Das Weisungs- oder Anordnungsrecht ist in Organisationen (Unternehmen und öffentlicher Verwaltung) das Recht, anderen Stellen, Aufgabenträgern oder Rechtssubjekten vorzuschreiben, welche Handlungen vorzunehmen und welche zu unterlassen sind.
Allgemeines
Ein Weisungsrecht resultiert aus einem gesetzlichen oder vertraglichen Über- und Unterordnungsverhältnis, demzufolge der Weisende oder Anweisende dem Weisungsempfänger eindeutige und rechtskonforme Handlungsanweisungen erteilen darf. Die Weisungsbefugnis des Arbeitgebers ist als Direktionsrecht bekannt. Innerhalb eines Konzerns steht aktienrechtlich der Muttergesellschaft gegenüber ihren Tochtergesellschaften ein Anordnungsrecht zu. Die öffentliche Verwaltung ist durch das öffentliche Recht befugt, Weisungen im Rahmen von Verwaltungsakten oder Bescheiden zu verfügen. Jedes übergeordnete Verwaltungsorgan ist dem ihm untergeordneten Verwaltungsorgan gegenüber weisungsberechtigt. Weisungen sind vertikale Kommunikation auf hierfür vorgesehenen Dienstwegen, die mündlich oder schriftlich erfolgen können. Nicht sämtliche Arbeitsverhältnisse unterliegen der Weisungsbefugnis. Freiberufliche tätige Journalisten und Kameraleute unterliegen z. B. nicht der Weisungsbefugnis, sonst dürften sie nicht freiberuflich arbeiten.
Arten
Es gibt arbeitsrechtliche, konzernrechtliche, verwaltungsrechtliche, gerichtliche und militärische Anordnungsbefugnisse:
- Direktionsrecht: Man unterscheidet fachliche und disziplinarische Weisungsbefugnisse:[1]

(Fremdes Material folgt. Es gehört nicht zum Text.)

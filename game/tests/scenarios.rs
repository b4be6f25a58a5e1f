//! End-to-end simulation scenarios: free fall, jump arcs, obstacle
//! landings, wall collisions and the win condition, with the per-tick
//! invariants checked along the way.

use game::config::{JUMP_FORCE, MAX_FALL_VELOCITY, MOVE_SPEED, PUSH_BACK_EPSILON, TICK_DT};
use game::input::InputIntent;
use game::map::World;
use game::math::Aabb;
use game::player::PlayerState;
use game::simulation::Simulation;
use game::Vec3;

const FAR_AWAY: Vec3 = Vec3::new(1000.0, 0.0, 1000.0);

fn airborne_at(position: Vec3) -> PlayerState {
    PlayerState {
        position,
        velocity: Vec3::ZERO,
        airborne: true,
        won: false,
    }
}

fn grounded_at(position: Vec3) -> PlayerState {
    PlayerState {
        position,
        velocity: Vec3::ZERO,
        airborne: false,
        won: false,
    }
}

fn assert_invariants(sim: &Simulation) {
    let player = sim.player();
    if !player.airborne {
        assert_eq!(player.velocity.y, 0.0, "grounded implies zero vertical velocity");
    }
    assert!(
        player.velocity.y >= MAX_FALL_VELOCITY,
        "fall speed clamped, got {}",
        player.velocity.y
    );
}

/// Run until the predicate holds, checking invariants every tick.
fn step_until(sim: &mut Simulation, max_ticks: u32, done: impl Fn(&Simulation) -> bool) {
    for _ in 0..max_ticks {
        sim.step(TICK_DT);
        assert_invariants(sim);
        if done(sim) {
            return;
        }
    }
    panic!("condition not reached within {} ticks", max_ticks);
}

#[test]
fn free_fall_lands_exactly_on_the_ground() {
    let world = World::new(vec![], FAR_AWAY);
    let mut sim = Simulation::with_player(world, airborne_at(Vec3::new(0.0, 5.0, 0.0)));

    step_until(&mut sim, 600, |s| !s.player().airborne);

    let player = sim.player();
    assert_eq!(player.position.y, 0.0);
    assert_eq!(player.velocity.y, 0.0);
    assert!(!player.airborne);
}

#[test]
fn jump_from_ground_rises_and_lands_again() {
    let world = World::new(vec![], FAR_AWAY);
    let mut sim = Simulation::with_player(world, grounded_at(Vec3::ZERO));

    sim.apply_input(InputIntent {
        jump_requested: true,
        ..Default::default()
    });
    sim.step(TICK_DT);
    assert_invariants(&sim);

    let player = sim.player();
    assert!(player.airborne);
    // One tick of gravity already applied after the impulse
    assert!(player.velocity.y > 0.0 && player.velocity.y < JUMP_FORCE);
    assert!(player.position.y > 0.0);

    sim.apply_input(InputIntent::default());
    step_until(&mut sim, 600, |s| !s.player().airborne);
    assert_eq!(sim.player().position.y, 0.0);
}

#[test]
fn falling_player_lands_on_an_obstacle_top() {
    let platform = Aabb::new(Vec3::new(-2.0, 0.0, -2.0), Vec3::new(2.0, 1.0, 2.0));
    let world = World::new(vec![platform], FAR_AWAY);
    let mut sim = Simulation::with_player(world, airborne_at(Vec3::new(0.0, 4.0, 0.0)));

    step_until(&mut sim, 600, |s| !s.player().airborne);

    let player = sim.player();
    assert_eq!(player.position.y, 1.0, "snapped to the obstacle top, not through it");
    assert_eq!(player.velocity.y, 0.0);
}

#[test]
fn side_collision_clamps_position_and_zeroes_velocity() {
    let wall = Aabb::new(Vec3::new(4.5, 0.0, -1.0), Vec3::new(6.5, 2.0, 1.0));
    let world = World::new(vec![wall], FAR_AWAY);
    let mut sim = Simulation::with_player(world, grounded_at(Vec3::ZERO));

    sim.apply_input(InputIntent {
        move_right: true,
        ..Default::default()
    });
    for _ in 0..120 {
        sim.apply_input(InputIntent {
            move_right: true,
            ..Default::default()
        });
        sim.step(TICK_DT);
        assert_invariants(&sim);
    }

    let player = sim.player();
    let expected_x = 4.5 - 0.5 - PUSH_BACK_EPSILON;
    assert!(
        (player.position.x - expected_x).abs() < 1e-4,
        "expected x ~{}, got {}",
        expected_x,
        player.position.x
    );
    assert_eq!(player.velocity.x, 0.0);
}

#[test]
fn walking_off_a_ledge_becomes_airborne() {
    let platform = Aabb::new(Vec3::new(-2.0, 0.0, -2.0), Vec3::new(2.0, 1.0, 2.0));
    let world = World::new(vec![platform], FAR_AWAY);
    let mut sim = Simulation::with_player(world, grounded_at(Vec3::new(1.52, 1.0, 0.0)));

    // Walk +x off the platform edge and keep going for a second
    let mut went_airborne = false;
    for _ in 0..60 {
        sim.apply_input(InputIntent {
            move_right: true,
            ..Default::default()
        });
        sim.step(TICK_DT);
        assert_invariants(&sim);
        if sim.player().airborne {
            went_airborne = true;
        }
    }
    assert!(went_airborne);

    // Cleared the platform and fell to the ground
    let player = sim.player();
    assert!(!player.airborne);
    assert_eq!(player.position.y, 0.0);
    assert!(player.position.x > 2.5);
}

#[test]
fn win_is_one_shot_and_freezes_the_player() {
    let victory = Vec3::new(0.0, 0.0, 10.0);
    let world = World::new(vec![], victory);
    let start = grounded_at(Vec3::new(0.3, 0.0, 9.7));
    let mut sim = Simulation::with_player(world, start);

    sim.step(TICK_DT);
    let snap = sim.snapshot();
    assert!(snap.won);
    assert_eq!(snap.velocity, Vec3::ZERO);

    // Movement input after the win changes nothing
    let frozen = sim.snapshot();
    for _ in 0..10 {
        sim.apply_input(InputIntent {
            move_forward: true,
            move_right: true,
            jump_requested: true,
            ..Default::default()
        });
        sim.step(TICK_DT);
    }
    let after = sim.snapshot();
    assert_eq!(after.position, frozen.position);
    assert_eq!(after.velocity, Vec3::ZERO);
    assert_eq!(after.airborne, frozen.airborne);
    assert!(after.won);
}

#[test]
fn win_check_is_skipped_when_the_map_never_loaded() {
    // Fallback victory point is (0, 0, 10); stand on it anyway
    let mut sim = Simulation::with_player(World::fallback(), grounded_at(Vec3::new(0.0, 0.0, 10.0)));
    for _ in 0..10 {
        sim.step(TICK_DT);
    }
    assert!(!sim.snapshot().won);
}

#[test]
fn jump_edge_does_not_survive_to_the_landing_tick() {
    let world = World::new(vec![], FAR_AWAY);
    let mut sim = Simulation::with_player(world, airborne_at(Vec3::new(0.0, 2.0, 0.0)));

    // One jump request registered mid-air, never re-applied
    sim.apply_input(InputIntent {
        jump_requested: true,
        ..Default::default()
    });

    step_until(&mut sim, 600, |s| !s.player().airborne);

    // The stale edge was consumed by its own tick; it must not fire on
    // the landing tick or any later one
    for _ in 0..30 {
        sim.step(TICK_DT);
        assert_invariants(&sim);
        let player = sim.player();
        assert!(!player.airborne, "stale jump edge fired after landing");
        assert_eq!(player.position.y, 0.0);
    }
}

#[test]
fn jump_requests_while_airborne_are_dropped() {
    let world = World::new(vec![], FAR_AWAY);
    let mut sim = Simulation::with_player(world, airborne_at(Vec3::new(0.0, 3.0, 0.0)));

    sim.apply_input(InputIntent {
        jump_requested: true,
        ..Default::default()
    });
    sim.step(TICK_DT);
    assert!(sim.player().velocity.y < 0.0, "no impulse applied mid-air");
}

#[test]
fn reset_restores_spawn_but_keeps_the_world() {
    let platform = Aabb::new(Vec3::new(-2.0, 0.0, -2.0), Vec3::new(2.0, 1.0, 2.0));
    let world = World::new(vec![platform], FAR_AWAY);
    let mut sim = Simulation::with_player(world, airborne_at(Vec3::new(50.0, 9.0, 50.0)));

    sim.step(TICK_DT);
    sim.reset();

    let player = sim.player();
    assert_eq!(player.position, PlayerState::default().position);
    assert!(player.airborne);
    assert_eq!(sim.world().obstacles.len(), 1);
}

#[test]
fn moving_diagonally_respects_direct_set_velocity() {
    let world = World::new(vec![], FAR_AWAY);
    let mut sim = Simulation::with_player(world, grounded_at(Vec3::ZERO));

    sim.apply_input(InputIntent {
        move_forward: true,
        move_right: true,
        ..Default::default()
    });
    sim.step(TICK_DT);

    let player = sim.player();
    assert_eq!(player.velocity.x, MOVE_SPEED);
    assert_eq!(player.velocity.z, MOVE_SPEED);
}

- Fachliche Weisungsbefugnis ist das Recht, die zur Aufgabenerfüllung notwendigen Handlungsanweisungen zu treffen. Hierzu gehört technische oder wirtschaftliche Fachkompetenz, Erfahrung und Kontrollkompetenz. Sie wird vom Fachvorgesetzten übernommen.
- Disziplinarische Weisungsbefugnis ist das Recht, personalpolitische Maßnahmen gegenüber anderen Stellen zu ergreifen. Hierzu gehört die Personalbeurteilung, Genehmigung von Urlaubsanträgen oder Sanktion von Mitarbeiterverhalten. Sie ist dem Disziplinarvorgesetzten vorbehalten.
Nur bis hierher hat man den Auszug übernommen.